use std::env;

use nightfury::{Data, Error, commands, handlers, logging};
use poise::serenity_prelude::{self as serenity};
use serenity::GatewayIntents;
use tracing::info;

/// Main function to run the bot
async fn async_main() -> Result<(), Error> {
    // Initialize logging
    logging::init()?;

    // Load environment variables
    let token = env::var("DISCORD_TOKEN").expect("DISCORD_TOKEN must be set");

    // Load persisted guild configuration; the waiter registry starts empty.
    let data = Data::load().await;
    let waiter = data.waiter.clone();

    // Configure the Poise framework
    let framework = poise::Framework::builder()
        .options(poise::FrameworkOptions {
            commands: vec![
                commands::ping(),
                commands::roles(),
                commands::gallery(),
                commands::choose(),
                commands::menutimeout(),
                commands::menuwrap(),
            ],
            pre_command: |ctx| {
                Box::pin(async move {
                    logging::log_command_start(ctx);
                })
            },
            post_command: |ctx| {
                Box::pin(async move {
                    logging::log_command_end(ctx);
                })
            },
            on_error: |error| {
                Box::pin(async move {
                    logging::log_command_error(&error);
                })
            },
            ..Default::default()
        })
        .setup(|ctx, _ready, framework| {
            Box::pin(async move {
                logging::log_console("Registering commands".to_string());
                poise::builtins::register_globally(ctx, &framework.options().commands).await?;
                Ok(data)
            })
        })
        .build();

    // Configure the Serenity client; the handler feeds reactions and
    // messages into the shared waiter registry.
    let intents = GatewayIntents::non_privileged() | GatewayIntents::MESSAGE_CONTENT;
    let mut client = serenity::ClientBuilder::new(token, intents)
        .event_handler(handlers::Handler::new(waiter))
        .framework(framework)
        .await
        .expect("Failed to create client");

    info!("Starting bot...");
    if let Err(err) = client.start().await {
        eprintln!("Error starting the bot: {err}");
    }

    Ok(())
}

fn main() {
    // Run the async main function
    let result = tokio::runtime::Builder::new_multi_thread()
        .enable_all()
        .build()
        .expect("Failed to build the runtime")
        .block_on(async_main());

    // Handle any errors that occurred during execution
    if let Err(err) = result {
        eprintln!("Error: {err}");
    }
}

══════════

**DIRECTIONS**
Your answer should be each line from the preceding material in which the word "options" occurs.

**ANSWER BELOW**
        .options(poise::FrameworkOptions {
                poise::builtins::register_globally(ctx, &framework.options().commands).await?;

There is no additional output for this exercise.